«(...) Battista não se perturbou por tão pouco:
- Você sabe, Molteni, que, ouvindo-o falar, creio rever-me a mim próprio quando tinha a sua idade?
- Ah, sim? - balbuciei desconcertado.
- Sim... eu era muito pobre - prosseguiu Battista servindo-se de mais vinho - e também eu tinha, como você diz, ideiais... Quais eram esses ideais?

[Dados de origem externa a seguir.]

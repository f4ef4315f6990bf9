//! Zero-suppressed Decision Diagrams.
//!
//! A [`Zdd`] represents a family of sets of levels. A node whose high child is `false` is removed,
//! so a level that a path skips is *not* in the sets along that path. The `true` terminal is the
//! family `{∅}` and the `false` terminal is the empty family.
//!
//! List of basic operations over ZDDs, where `A` and `B` are families of sets:
//!
//! - `A.offset(vars)` selects the sets of `A` that contain none of `vars`.
//! - `A.project(keep)` removes all levels but the kept ones from every set.
//! - `A.union(B)`, `A.intersect(B)`, `A.diff(B)` and `A.symmetric_diff(B)`.
//! - `A.count()` is the number of sets in `A`.

use std::collections::{BTreeSet, HashMap};
use std::ops::Sub;

use log::debug;
use num_bigint::BigUint;

use crate::dd::DecisionDiagram;
use crate::error::DdError;
use crate::exec_policy::ExecPolicy;
use crate::node::Node;
use crate::node_file::NodeFile;
use crate::policy::ZddPolicy;
use crate::prod2::{apply, BoolOp};
use crate::ptr::Ptr;
use crate::quantify::{quantify, restrict};
use crate::replace::{infer_replace_type, replace, validate_replace_type, ReplaceType};
use crate::sat::count_paths;
use crate::types::{Level, MAX_ID};

pub type Zdd = DecisionDiagram<ZddPolicy>;

impl Zdd {
    /// The empty family `∅`.
    pub fn empty() -> Self {
        Self::terminal(false)
    }

    /// The family `{∅}` that only contains the empty set.
    pub fn null() -> Self {
        Self::terminal(true)
    }

    /// The family `{{level}}`.
    pub fn ithvar(level: Level) -> Self {
        Self::from(NodeFile::from_nodes([Node::new(level, MAX_ID, Ptr::FALSE, Ptr::TRUE)]))
    }

    /// The family `{vars}` with a single set.
    pub fn vars(vars: impl IntoIterator<Item = Level>) -> Self {
        Self::chain(vars, Ptr::TRUE, |current| (Ptr::FALSE, current))
    }

    /// The family `{{x} | x ∈ vars}`.
    pub fn singletons(vars: impl IntoIterator<Item = Level>) -> Self {
        Self::chain(vars, Ptr::FALSE, |current| (current, Ptr::TRUE))
    }

    /// The family of all subsets of `vars`.
    pub fn powerset(vars: impl IntoIterator<Item = Level>) -> Self {
        Self::chain(vars, Ptr::TRUE, |current| (current, current))
    }

    /// One node per level in `vars`, built bottom-up. The children of each node are computed from
    /// the node below it (`bottom` for the deepest one).
    fn chain(vars: impl IntoIterator<Item = Level>, bottom: Ptr, children: impl Fn(Ptr) -> (Ptr, Ptr)) -> Self {
        let vars: BTreeSet<Level> = vars.into_iter().collect();
        debug!("chain(vars = {:?})", vars);
        if vars.is_empty() {
            return Self::terminal(bottom.value());
        }
        let mut current = bottom;
        let mut nodes = Vec::with_capacity(vars.len());
        for &level in vars.iter().rev() {
            let (low, high) = children(current);
            let n = Node::new(level, MAX_ID, low, high);
            current = n.uid;
            nodes.push(n);
        }
        Self::from(NodeFile::from_nodes(nodes))
    }
}

impl Zdd {
    pub fn union(&self, other: &Self) -> Self {
        apply(self, other, BoolOp::Or)
    }

    pub fn intersect(&self, other: &Self) -> Self {
        apply(self, other, BoolOp::And)
    }

    pub fn diff(&self, other: &Self) -> Self {
        apply(self, other, BoolOp::Diff)
    }

    pub fn symmetric_diff(&self, other: &Self) -> Self {
        apply(self, other, BoolOp::Xor)
    }

    /// The sets that contain none of `vars`.
    pub fn offset(&self, vars: &[Level]) -> Self {
        restrict(self, |l| (vars.contains(&l)).then_some(false)).reduce()
    }

    /// Every set with all levels removed for which `keep` does not hold.
    pub fn project(&self, keep: impl Fn(Level) -> bool) -> Self {
        self.project_with(&ExecPolicy::default(), keep)
    }

    pub fn project_with(&self, ep: &ExecPolicy, keep: impl Fn(Level) -> bool) -> Self {
        quantify(ep, self, BoolOp::Or, |l| !keep(l)).reduce()
    }

    /// Moves every level `x` to `m(x)`. Only order-preserving mappings are supported.
    pub fn replace(&self, m: impl Fn(Level) -> Level) -> Result<Self, DdError> {
        self.replace_as_opt(m, None)
    }

    pub fn replace_as(&self, m: impl Fn(Level) -> Level, m_type: ReplaceType) -> Result<Self, DdError> {
        self.replace_as_opt(m, Some(m_type))
    }

    fn replace_as_opt(&self, m: impl Fn(Level) -> Level, declared: Option<ReplaceType>) -> Result<Self, DdError> {
        let inferred = infer_replace_type(self.support(), |l| Some(m(l)));
        let m_type = validate_replace_type(declared, inferred)?;
        replace(self, m, m_type)
    }

    /// Whether the family contains the set `set`.
    pub fn contains(&self, set: &[Level]) -> bool {
        let mut set = set.to_vec();
        set.sort_unstable();
        set.dedup();

        let mut rest = set.iter().peekable();
        let mut current = self.root();
        for n in self.nodes_top_down() {
            if current.is_terminal() {
                break;
            }
            if n.uid != current {
                continue;
            }
            // A level skipped on the way to this node is not in any of the sets below
            if rest.next_if(|&&l| l < n.level()).is_some() {
                return false;
            }
            let take_high = rest.next_if_eq(&&n.level()).is_some();
            current = n.child(take_high);
        }
        current.is_true() && rest.next().is_none()
    }

    /// Number of sets in the family.
    pub fn count(&self) -> BigUint {
        if self.is_terminal() {
            return BigUint::from(self.value() as u32);
        }
        count_paths(self)
    }

    /// All sets of the family, each sorted by level.
    pub fn sets(&self) -> Vec<Vec<Level>> {
        if self.is_terminal() {
            return if self.value() { vec![vec![]] } else { vec![] };
        }
        let mut results: HashMap<Ptr, Vec<Vec<Level>>> = HashMap::new();
        let lookup = |results: &HashMap<Ptr, Vec<Vec<Level>>>, p: Ptr| -> Vec<Vec<Level>> {
            if p.is_terminal() {
                return if p.value() { vec![vec![]] } else { vec![] };
            }
            match results.get(&p) {
                Some(sets) => sets.clone(),
                None => unreachable!("children are enumerated before their parents"),
            }
        };

        for n in self.nodes_bottom_up() {
            let mut sets = lookup(&results, n.low);
            for mut s in lookup(&results, n.high) {
                s.insert(0, n.level());
                sets.push(s);
            }
            results.insert(n.uid, sets);
        }
        let mut sets = lookup(&results, self.root());
        sets.sort();
        sets
    }
}

impl Sub for Zdd {
    type Output = Zdd;

    fn sub(self, rhs: Self) -> Self::Output {
        self.diff(&rhs)
    }
}

impl Sub for &Zdd {
    type Output = Zdd;

    fn sub(self, rhs: Self) -> Self::Output {
        self.diff(rhs)
    }
}

#[cfg(test)]
mod tests {
    use test_log::test;

    use super::*;

    #[test]
    fn test_empty() {
        let empty = Zdd::empty();
        println!("empty = {:?} with count {}", empty, empty.count());
        assert_eq!(empty.count(), BigUint::ZERO);
        assert!(!empty.contains(&[]));
    }

    #[test]
    fn test_null() {
        let null = Zdd::null();
        assert_eq!(null.count(), BigUint::from(1u32));
        assert!(null.contains(&[]));
        assert!(!null.contains(&[0]));
    }

    #[test]
    fn test_ithvar() {
        let a = Zdd::ithvar(2);
        assert_eq!(a.count(), BigUint::from(1u32));
        assert!(a.contains(&[2]));
        assert!(!a.contains(&[]));
        assert!(!a.contains(&[1, 2]));
        assert!(!a.contains(&[2, 3]));
        assert_eq!(a.sets(), vec![vec![2]]);
    }

    #[test]
    fn test_vars_singletons_powerset() {
        let v = Zdd::vars([2, 0]);
        assert_eq!(v.sets(), vec![vec![0, 2]]);

        let s = Zdd::singletons([0, 1, 2]);
        assert_eq!(s.count(), BigUint::from(3u32));
        assert!(s.contains(&[1]));
        assert!(!s.contains(&[0, 1]));

        let p = Zdd::powerset([0, 1, 2]);
        assert_eq!(p.count(), BigUint::from(8u32));
        assert!(p.contains(&[0, 2]));
        assert!(p.contains(&[]));
        assert!(!p.contains(&[3]));

        assert_eq!(Zdd::vars([]), Zdd::null());
        assert_eq!(Zdd::singletons([]), Zdd::empty());
        assert_eq!(Zdd::powerset([]), Zdd::null());
    }

    #[test]
    fn test_union() {
        let c1 = Zdd::ithvar(1);
        let c3 = Zdd::ithvar(3);
        let c13 = c1.union(&c3);
        println!("c13 = {:?} with count {}", c13, c13.count());
        assert_eq!(c13.count(), BigUint::from(2u32));
        assert_eq!(c13, &c1 | &c3);

        let f = &c13 | &Zdd::vars([2, 3]);
        assert_eq!(f.sets(), vec![vec![1], vec![2, 3], vec![3]]);
    }

    #[test]
    fn test_set_operations() {
        let p = Zdd::powerset([0, 1, 2]);
        let s = Zdd::singletons([0, 1, 2]);
        let v = Zdd::vars([0, 2]);

        assert_eq!((&p - &s).count(), BigUint::from(5u32));
        assert_eq!(p.symmetric_diff(&s), &p - &s);
        assert_eq!(p.intersect(&v), v);
        assert_eq!(&s & &v, Zdd::empty());
        assert_eq!(s.diff(&p), Zdd::empty());
    }

    #[test]
    fn test_null_is_not_invariant() {
        // {∅} ∩ {∅, {0}} = {∅}
        let null = Zdd::null();
        let p = Zdd::powerset([0]);
        assert_eq!(null.intersect(&p), null);
        assert_eq!(p.diff(&null), Zdd::ithvar(0));
    }

    #[test]
    fn test_offset() {
        let p = Zdd::powerset([0, 1, 2]);
        assert_eq!(p.offset(&[1]), Zdd::powerset([0, 2]));
        assert_eq!(p.offset(&[5]), p);

        let s = Zdd::singletons([0, 1]);
        assert_eq!(s.offset(&[0, 1]), Zdd::empty());
    }

    #[test]
    fn test_project() {
        let v = Zdd::vars([0, 1, 2]);
        assert_eq!(v.project(|l| l != 1), Zdd::vars([0, 2]));

        let s = Zdd::singletons([0, 1, 2]);
        assert_eq!(s.project(|l| l == 0).sets(), vec![vec![], vec![0]]);
        assert_eq!(s.project(|_| false), Zdd::null());
    }

    #[test]
    fn test_replace() {
        let v = Zdd::vars([0, 1]);
        assert_eq!(v.replace(|x| x + 2).unwrap(), Zdd::vars([2, 3]));
        assert_eq!(v.replace(|x| 2 * x).unwrap(), Zdd::vars([0, 2]));
        assert_eq!(
            v.replace(|x| 1 - x),
            Err(DdError::NonMonotoneUnsupported { operation: "replace" })
        );
    }
}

Não saberei dizê-lo agora, e até nem o saberia nessa altura... mas tinha-os... talvez não tivesse este ou aquele ideal, mas o ideal com I grande... (...) O ideal, quando não se sabe precisamente o que se quer, é melhor esquecê-lo, pô-lo de parte... e só depois, quando se põe pé em terreno sólido, é preciso recordá-lo... a primeira nota de mil que se ganha, eis o ideal... (...)
- (...) Quer saber o segredo do sucesso, Molteni?...
- Pôr-se na fila da vida, como diante da bilheteira, na estação... chega sempre o nosso momento se se tem paciência e não se muda de fila... Chega sempre a nossa vez, pois que o empregado da bilheteira dá a cada um o seu bilhete... a cada um segundo os seus méritos, bem entendido... aos que devem e podem ir longe, quem sabe?, um bilhete para a Austrália... aos outros, menos ambiciosos, um bilhete para uma viagem mais curta, Capri, por exemplo. »
Alberto Moravia in O Desprezo
1 comentário:
Eu também ainda me mantenho na mesma fila da vida à espera que alguém se lembre de me dar um bilhete, nem que seja ali para Badajoz.